AC 1460. There was a famine in the land. That this signifies a scarcity of knowledges as yet with the Lord when a child, is evident from what has been already said. During childhood the knowledges in a man never come from that which is interior, but from the objects of the senses, especially from the hearing. For, as before said, there are in the external man receiving vessels, called the things of the memory, and these are formed by means of knowledges--as everybody may know--the internal man flowing in and helping; consequently knowledges are learned and are implanted in the memory in accordance with the influx of the internal man. Thus also was it with the Lord when He was a child--for He was born as are other men and was instructed as are other men--but with Him the interiors were celestial, which adapted the vessels for the reception of the knowledges, and in such a way that the knowledges should afterwards become vessels to receive the Divine. The interiors with Him were Divine, from Jehovah His Father; the exteriors were human, from Mary His mother. Hence it may be seen that with the Lord, equally as with other men, there was in His external man, during His childhood, a scarcity of knowledges.

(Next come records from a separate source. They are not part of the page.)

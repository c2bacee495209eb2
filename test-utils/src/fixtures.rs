//! Test fixtures with sample data.
//!
//! [`Fixture`] seeds a [`MemoryStore`] with the objects a consumer in
//! [`TENANT_NAMESPACE`] needs to log in through the default auth: a
//! `VaultConnection` and `VaultAuth` named `default` in the operator
//! namespace, and the service account the auth impersonates.

use std::sync::Arc;
use vault_client_cache::model::{
    AuthMethod, KubernetesAuth, ServiceAccount, VaultAuth, VaultAuthSpec, VaultConnection,
    VaultConnectionSpec, VaultTransit, VaultTransitSpec,
};
use vault_client_cache::store::MemoryStore;
use vault_client_cache::{
    DynamicSecret, DynamicSecretSpec, ObjectKey, ObjectMeta, VaultConsumer, VaultSecret,
};

/// Operator namespace used by fixtures.
pub const OPERATOR_NAMESPACE: &str = "vault-secrets-operator-system";

/// Namespace consumers live in.
pub const TENANT_NAMESPACE: &str = "tenant";

/// Service account the default auth logs in as.
pub const SERVICE_ACCOUNT: &str = "app";

/// Name of the default auth, connection and transit objects.
pub const DEFAULT_NAME: &str = "default";

/// A seeded store.
#[derive(Debug, Clone)]
pub struct Fixture {
    /// The store
    pub store: Arc<MemoryStore>,
    /// Default auth
    pub auth: VaultAuth,
    /// Default connection
    pub connection: VaultConnection,
    /// Service account in the tenant namespace
    pub service_account: ServiceAccount,
}

impl Fixture {
    /// Seed a store with a default Kubernetes auth pointed at `address`.
    #[must_use]
    pub fn new(address: &str) -> Self {
        let store = Arc::new(MemoryStore::new());
        let connection =
            store.put_vault_connection(vault_connection(OPERATOR_NAMESPACE, DEFAULT_NAME, address));
        let auth = store.put_vault_auth(kubernetes_auth(
            OPERATOR_NAMESPACE,
            DEFAULT_NAME,
            SERVICE_ACCOUNT,
        ));
        let service_account =
            store.put_service_account(service_account(TENANT_NAMESPACE, SERVICE_ACCOUNT));

        Self {
            store,
            auth,
            connection,
            service_account,
        }
    }

    /// Key of the default auth.
    #[must_use]
    pub fn auth_key(&self) -> ObjectKey {
        self.auth.metadata.key()
    }

    /// Point the default auth at a `VaultTransit` named `default`.
    #[must_use]
    pub fn with_transit(self) -> Self {
        self.store.put_vault_transit(VaultTransit {
            metadata: ObjectMeta::new(OPERATOR_NAMESPACE, DEFAULT_NAME),
            spec: VaultTransitSpec {
                mount: "transit".to_string(),
                key: "vso-client-cache".to_string(),
                vault_auth_ref: DEFAULT_NAME.to_string(),
            },
        });
        self.store.update_vault_auth(&self.auth_key(), |auth| {
            auth.spec.vault_transit_ref = Some(DEFAULT_NAME.to_string());
        });
        self.refresh()
    }

    /// Bump the default auth's generation.
    pub fn bump_auth_generation(&self) {
        self.store.update_vault_auth(&self.auth_key(), |_| {});
    }

    fn refresh(mut self) -> Self {
        if let Some(auth) = self.store.vault_auth(&self.auth_key()) {
            self.auth = auth;
        }
        self
    }
}

/// Kubernetes auth logging in as `service_account`.
#[must_use]
pub fn kubernetes_auth(namespace: &str, name: &str, service_account: &str) -> VaultAuth {
    VaultAuth {
        metadata: ObjectMeta::new(namespace, name),
        spec: VaultAuthSpec {
            method: AuthMethod::Kubernetes,
            mount: "kubernetes".to_string(),
            vault_connection_ref: String::new(),
            namespace: None,
            kubernetes: Some(KubernetesAuth {
                role: "app".to_string(),
                service_account: service_account.to_string(),
                audiences: vec!["vault".to_string()],
            }),
            app_role: None,
            jwt: None,
            vault_transit_ref: None,
        },
    }
}

/// Connection to `address`.
#[must_use]
pub fn vault_connection(namespace: &str, name: &str, address: &str) -> VaultConnection {
    VaultConnection {
        metadata: ObjectMeta::new(namespace, name),
        spec: VaultConnectionSpec {
            address: address.to_string(),
            ..Default::default()
        },
    }
}

/// Service account without any secrets.
#[must_use]
pub fn service_account(namespace: &str, name: &str) -> ServiceAccount {
    ServiceAccount {
        metadata: ObjectMeta::new(namespace, name),
    }
}

/// Consumer identified only by its key, using the default auth.
#[derive(Debug, Clone)]
pub struct TestConsumer {
    key: ObjectKey,
    auth_ref: String,
}

impl TestConsumer {
    /// Consumer `name` in the tenant namespace.
    #[must_use]
    pub fn new(name: &str) -> Self {
        Self {
            key: ObjectKey::new(TENANT_NAMESPACE, name),
            auth_ref: String::new(),
        }
    }

    /// Use the auth named by `reference`.
    #[must_use]
    pub fn with_auth_ref(mut self, reference: &str) -> Self {
        self.auth_ref = reference.to_string();
        self
    }
}

impl VaultConsumer for TestConsumer {
    fn object_key(&self) -> ObjectKey {
        self.key.clone()
    }

    fn vault_auth_ref(&self) -> &str {
        &self.auth_ref
    }
}

/// Dynamic secret issuing `database/creds/app` in the tenant namespace.
#[must_use]
pub fn dynamic_secret(name: &str) -> DynamicSecret {
    DynamicSecret::new(
        ObjectMeta::new(TENANT_NAMESPACE, name),
        DynamicSecretSpec {
            mount: "database".to_string(),
            role: "app".to_string(),
            vault_auth_ref: String::new(),
        },
    )
}

/// Leased credentials as returned by a secrets engine.
#[must_use]
pub fn lease_response(lease_id: &str, lease_duration: u64, renewable: bool) -> VaultSecret {
    let mut data = serde_json::Map::new();
    data.insert("username".to_string(), serde_json::Value::from("v-app-1"));
    data.insert("password".to_string(), serde_json::Value::from("s3cr3t"));
    VaultSecret {
        request_id: format!("req-{lease_id}"),
        lease_id: lease_id.to_string(),
        lease_duration,
        renewable,
        data: Some(data),
        ..Default::default()
    }
}
//! Rules: per-type descriptors driving extraction, filtering, transformation
//! and walks

mod declarative;
mod descriptor;
mod registry;
pub mod resolve;
mod watch;

pub use declarative::{load_rules, parse_rules, RuleFile};
pub use descriptor::{
    ExtractFn, FilterFn, ReduceFn, ReduceSpec, RuleDescriptor, RuleError, RuleStage, TransformFn, WalkSpec,
};
pub use registry::RuleRegistry;
pub use watch::RuleFileWatcher;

 That "famine" signifies a scarcity of knowledges, is evident from the Word in other places, as in Isaiah:--
They do not look into the work of Jehovah, and see not the doing of His hands. Therefore My people go into captivity because they have no knowledge (cognitio), and their glory are mortals of famine, and their multitude are parched with thirst (Isaiah 5:12, 13);
"mortals of famine" denote a scarcity of the knowledges of celestial things; a "multitude parched with thirst," a scarcity of the knowledges of spiritual things. In Jeremiah:--
They have lied against Jehovah, and have said, It is not He neither shall evil come upon us neither shall we see sword nor famine and the prophets shall become wind, and the word is not in them (Jeremiah 5:12, 13);
"sword and famine" denote the deprivation of the knowledges of truth and of good; "the prophets" are those who teach, in whom the word is not. That "to be consumed by the sword and famine," is to be deprived of the knowledges of truth and of good; and that vastation is denoted, by "the sword" as to spiritual things, and by "famine" as to celestial things, is evident in various places in the Word (Jer. 14:13-16, 18; Lam. 4:9).
 So too in Ezekiel:--
And I will increase famine upon you, and will break your staff of bread; and I will send upon you famine, and the evil wild beast; and they shall bereave thee, and I will bring the sword upon thee (Ezek. 5:16, 17);
"famine" denotes the deprivation of the knowledges of celestial things, or of the knowledges of good, whence come falsities and evils. In David:--
And He called for a famine upon the land, He brake the whole staff of bread (Ps. 105:16);
"to break the staff of bread," signifies to be deprived of heavenly food; for the life of good spirits and angels is sustained by no other food than the knowledges of good and truth, and the goods and truths themselves, whence comes the signification of "famine" and of "bread," in the internal sense. Again:--
He hath satisfied the longing soul, and hath filled the hungry soul with good (Ps. 107:9);
denoting those who desire knowledges. In Jeremiah:--
Lift up thy hands for the soul of thy young children, who faint for hunger at the head of all the streets (Lam. 2:19)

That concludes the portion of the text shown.